== Data records
//! Additive, multiplicative and unary operators.
//!
//! Binary operators materialize both operands as at-most-one items when they
//! open; an empty operand makes the whole expression empty. The dispatch
//! itself runs when the single result is pulled, so type errors surface from
//! `next()`.

use std::sync::Arc;

use chrono::{FixedOffset, Offset, Utc};

use crate::item::Item;
use crate::runtime::context::DynamicContext;
use crate::runtime::dispatch::{self, AdditiveOp, MultiplicativeOp};
use crate::runtime::error::Error;
use crate::runtime::iterator::{
    BoxedIterator, Metadata, Operator, OperatorIterator, Result, VariableSet, at_most_one_operand,
};

pub struct Additive {
    left: BoxedIterator,
    right: BoxedIterator,
    op: AdditiveOp,
    metadata: Metadata,
    operands: Option<(Item, Item)>,
    implicit_tz: FixedOffset,
}

impl Operator for Additive {
    type Output = Item;

    fn name(&self) -> &'static str {
        "additive"
    }

    fn start(&mut self, context: &Arc<DynamicContext>) -> Result<()> {
        self.implicit_tz = context.implicit_timezone();
        let left = at_most_one_operand(self.left.as_mut(), context, "Addition", "left", self.metadata)?;
        let right = at_most_one_operand(self.right.as_mut(), context, "Addition", "right", self.metadata)?;
        self.operands = left.zip(right);
        Ok(())
    }

    fn produce(&mut self) -> Result<Option<Item>> {
        let Some((left, right)) = self.operands.take() else {
            return Ok(None);
        };
        dispatch::additive(&left, &right, self.op, self.implicit_tz)?
            .map(Some)
            .ok_or_else(|| Error::binary_operation(self.op.symbol(), left.type_name(), right.type_name()))
    }

    fn stop(&mut self) {
        self.operands = None;
    }

    fn dependencies(&self, out: &mut VariableSet) {
        self.left.collect_dependencies(out);
        self.right.collect_dependencies(out);
    }
}

pub type AdditiveIterator = OperatorIterator<Additive>;

pub fn additive(left: BoxedIterator, right: BoxedIterator, op: AdditiveOp, metadata: Metadata) -> BoxedIterator {
    let operator = Additive { left, right, op, metadata, operands: None, implicit_tz: Utc.fix() };
    Box::new(OperatorIterator::new(operator, metadata))
}

pub struct Multiplicative {
    left: BoxedIterator,
    right: BoxedIterator,
    op: MultiplicativeOp,
    metadata: Metadata,
    operands: Option<(Item, Item)>,
}

impl Operator for Multiplicative {
    type Output = Item;

    fn name(&self) -> &'static str {
        "multiplicative"
    }

    fn start(&mut self, context: &Arc<DynamicContext>) -> Result<()> {
        let left = at_most_one_operand(self.left.as_mut(), context, "Multiplicative", "left", self.metadata)?;
        let right = at_most_one_operand(self.right.as_mut(), context, "Multiplicative", "right", self.metadata)?;
        self.operands = left.zip(right);
        Ok(())
    }

    fn produce(&mut self) -> Result<Option<Item>> {
        let Some((left, right)) = self.operands.take() else {
            return Ok(None);
        };
        dispatch::multiplicative(&left, &right, self.op)?
            .map(Some)
            .ok_or_else(|| Error::binary_operation(self.op.symbol(), left.type_name(), right.type_name()))
    }

    fn stop(&mut self) {
        self.operands = None;
    }

    fn dependencies(&self, out: &mut VariableSet) {
        self.left.collect_dependencies(out);
        self.right.collect_dependencies(out);
    }
}

pub type MultiplicativeIterator = OperatorIterator<Multiplicative>;

pub fn multiplicative(
    left: BoxedIterator,
    right: BoxedIterator,
    op: MultiplicativeOp,
    metadata: Metadata,
) -> BoxedIterator {
    Box::new(OperatorIterator::new(Multiplicative { left, right, op, metadata, operands: None }, metadata))
}

pub struct Unary {
    operand: BoxedIterator,
    negate: bool,
    metadata: Metadata,
    value: Option<Item>,
}

impl Operator for Unary {
    type Output = Item;

    fn name(&self) -> &'static str {
        "unary"
    }

    fn start(&mut self, context: &Arc<DynamicContext>) -> Result<()> {
        self.value = at_most_one_operand(self.operand.as_mut(), context, "Unary", "", self.metadata)?;
        Ok(())
    }

    fn produce(&mut self) -> Result<Option<Item>> {
        self.value.take().map(|v| dispatch::unary(&v, self.negate)).transpose()
    }

    fn stop(&mut self) {
        self.value = None;
    }

    fn dependencies(&self, out: &mut VariableSet) {
        self.operand.collect_dependencies(out);
    }
}

pub fn unary(operand: BoxedIterator, negate: bool, metadata: Metadata) -> BoxedIterator {
    Box::new(OperatorIterator::new(Unary { operand, negate, metadata, value: None }, metadata))
}
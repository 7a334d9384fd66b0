use std::str::FromStr;

use bigdecimal::BigDecimal;
use num_bigint::BigInt;
use serde_json::{Map, Value, json};

use super::ItemCodec;
use crate::item::duration::{Duration, DurationKind};
use crate::item::temporal::{format_date, format_date_time, format_time, parse_date, parse_date_time, parse_time};
use crate::item::{Item, ObjectMap, Sequence};
use crate::runtime::error::{Error, ErrorCode};
use crate::runtime::iterator::Result;

/// Encodes a sequence as a JSON array of `{"type": ..., "value": ...}`
/// records, so the exact dynamic type survives the round trip.
///
/// Numbers that JSON cannot carry exactly (big integers, decimals, non-finite
/// floats) and all temporal values travel as their lexical form.
#[derive(Debug, Default)]
pub struct TaggedJsonCodec {
    scratch: Vec<u8>,
    ready: bool,
}

impl TaggedJsonCodec {
    pub fn new() -> Self {
        Self::default()
    }

    fn ensure_ready(&mut self) {
        if !self.ready {
            self.scratch = Vec::with_capacity(128);
            self.ready = true;
        }
    }
}

fn corrupt(msg: impl Into<String>) -> Error {
    Error::from_code(ErrorCode::FOER0000, format!("malformed encoded item: {}", msg.into()))
}

fn float_value(d: f64) -> Value {
    if d.is_finite() {
        json!(d)
    } else if d.is_nan() {
        json!("NaN")
    } else if d > 0.0 {
        json!("INF")
    } else {
        json!("-INF")
    }
}

fn tag(item: &Item) -> Value {
    let value = match item {
        Item::Null => Value::Null,
        Item::Boolean(b) => json!(b),
        Item::String(s) => json!(s),
        Item::Int(i) => json!(i),
        Item::Integer(i) => json!(i.to_string()),
        Item::Decimal(d) => json!(d.to_string()),
        Item::Double(d) => float_value(*d),
        Item::Float(f) => float_value(f64::from(*f)),
        Item::Date { date, tz } => json!(format_date(*date, *tz)),
        Item::Time { time, tz } => json!(format_time(*time, *tz)),
        Item::DateTime { value, tz } => json!(format_date_time(*value, *tz)),
        Item::Duration(_) | Item::YearMonthDuration(_) | Item::DayTimeDuration(_) => json!(item.to_string()),
        Item::Object(map) => Value::Object(map.iter().map(|(k, v)| (k.clone(), tag(v))).collect()),
        Item::Array(members) => Value::Array(members.iter().map(tag).collect()),
    };
    json!({ "type": item.type_name(), "value": value })
}

fn float_from(value: &Value) -> Result<f64> {
    match value {
        Value::Number(n) => n.as_f64().ok_or_else(|| corrupt("number out of range")),
        Value::String(s) => match s.as_str() {
            "NaN" => Ok(f64::NAN),
            "INF" => Ok(f64::INFINITY),
            "-INF" => Ok(f64::NEG_INFINITY),
            other => Err(corrupt(format!("\"{other}\" is not a floating point value"))),
        },
        _ => Err(corrupt("expected a floating point value")),
    }
}

fn lexical(value: &Value) -> Result<&str> {
    value.as_str().ok_or_else(|| corrupt("expected a lexical string"))
}

fn duration_from(value: &Value, kind: DurationKind) -> Result<Item> {
    let d = Duration::parse(lexical(value)?, kind).map_err(|_| corrupt(format!("invalid {}", kind.type_name())))?;
    Ok(Item::duration_of_kind(d, kind))
}

fn untag(record: &Value) -> Result<Item> {
    let type_name = record.get("type").and_then(Value::as_str).ok_or_else(|| corrupt("missing type tag"))?;
    let value = record.get("value").ok_or_else(|| corrupt("missing value"))?;
    let bad = |what: &str| corrupt(format!("invalid {what}"));
    Ok(match type_name {
        "null" => Item::Null,
        "boolean" => Item::Boolean(value.as_bool().ok_or_else(|| bad("boolean"))?),
        "string" => Item::String(lexical(value)?.to_string()),
        "int" => {
            let i = value.as_i64().and_then(|i| i32::try_from(i).ok()).ok_or_else(|| bad("int"))?;
            Item::Int(i)
        }
        "integer" => Item::Integer(BigInt::from_str(lexical(value)?).map_err(|_| bad("integer"))?),
        "decimal" => Item::Decimal(BigDecimal::from_str(lexical(value)?).map_err(|_| bad("decimal"))?),
        "double" => Item::Double(float_from(value)?),
        "float" => Item::Float(float_from(value)? as f32),
        "date" => {
            let (date, tz) = parse_date(lexical(value)?).map_err(|_| bad("date"))?;
            Item::date(date, tz)
        }
        "time" => {
            let (time, tz) = parse_time(lexical(value)?).map_err(|_| bad("time"))?;
            Item::time(time, tz)
        }
        "dateTime" => {
            let (value, tz) = parse_date_time(lexical(value)?).map_err(|_| bad("dateTime"))?;
            Item::date_time(value, tz)
        }
        "duration" => duration_from(value, DurationKind::Duration)?,
        "yearMonthDuration" => duration_from(value, DurationKind::YearMonth)?,
        "dayTimeDuration" => duration_from(value, DurationKind::DayTime)?,
        "object" => {
            let fields: &Map<String, Value> = value.as_object().ok_or_else(|| bad("object"))?;
            let map = fields.iter().map(|(k, v)| Ok((k.clone(), untag(v)?))).collect::<Result<ObjectMap>>()?;
            Item::object(map)
        }
        "array" => {
            let members = value.as_array().ok_or_else(|| bad("array"))?;
            Item::array(members.iter().map(untag).collect::<Result<Vec<_>>>()?)
        }
        other => return Err(corrupt(format!("unknown type tag \"{other}\""))),
    })
}

impl ItemCodec for TaggedJsonCodec {
    fn encode(&mut self, items: &[Item]) -> Result<Vec<u8>> {
        self.ensure_ready();
        self.scratch.clear();
        let records: Vec<Value> = items.iter().map(tag).collect();
        serde_json::to_writer(&mut self.scratch, &records)?;
        Ok(self.scratch.clone())
    }

    fn decode(&mut self, bytes: &[u8]) -> Result<Sequence> {
        self.ensure_ready();
        let records: Vec<Value> = serde_json::from_slice(bytes)?;
        records.iter().map(untag).collect()
    }

    fn rehydrate(&mut self) {
        tracing::debug!("tagged json codec rehydrated");
        self.scratch = Vec::new();
        self.ready = false;
    }
}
====
## What the exercise asks
Retype exactly the lines above, from the one with "self.value = None;" through the one with "fn corrupt(msg: impl", inclusive.

## Output below
        self.value = None;
    }

    fn dependencies(&self, out: &mut VariableSet) {
        self.operand.collect_dependencies(out);
    }
}

pub fn unary(operand: BoxedIterator, negate: bool, metadata: Metadata) -> BoxedIterator {
    Box::new(OperatorIterator::new(Unary { operand, negate, metadata, value: None }, metadata))
}
repository 7a334d9384fd66b0
use std::str::FromStr;

use bigdecimal::BigDecimal;
use num_bigint::BigInt;
use serde_json::{Map, Value, json};

use super::ItemCodec;
use crate::item::duration::{Duration, DurationKind};
use crate::item::temporal::{format_date, format_date_time, format_time, parse_date, parse_date_time, parse_time};
use crate::item::{Item, ObjectMap, Sequence};
use crate::runtime::error::{Error, ErrorCode};
use crate::runtime::iterator::Result;

/// Encodes a sequence as a JSON array of `{"type": ..., "value": ...}`
/// records, so the exact dynamic type survives the round trip.
///
/// Numbers that JSON cannot carry exactly (big integers, decimals, non-finite
/// floats) and all temporal values travel as their lexical form.
#[derive(Debug, Default)]
pub struct TaggedJsonCodec {
    scratch: Vec<u8>,
    ready: bool,
}

impl TaggedJsonCodec {
    pub fn new() -> Self {
        Self::default()
    }

    fn ensure_ready(&mut self) {
        if !self.ready {
            self.scratch = Vec::with_capacity(128);
            self.ready = true;
        }
    }
}

fn corrupt(msg: impl Into<String>) -> Error {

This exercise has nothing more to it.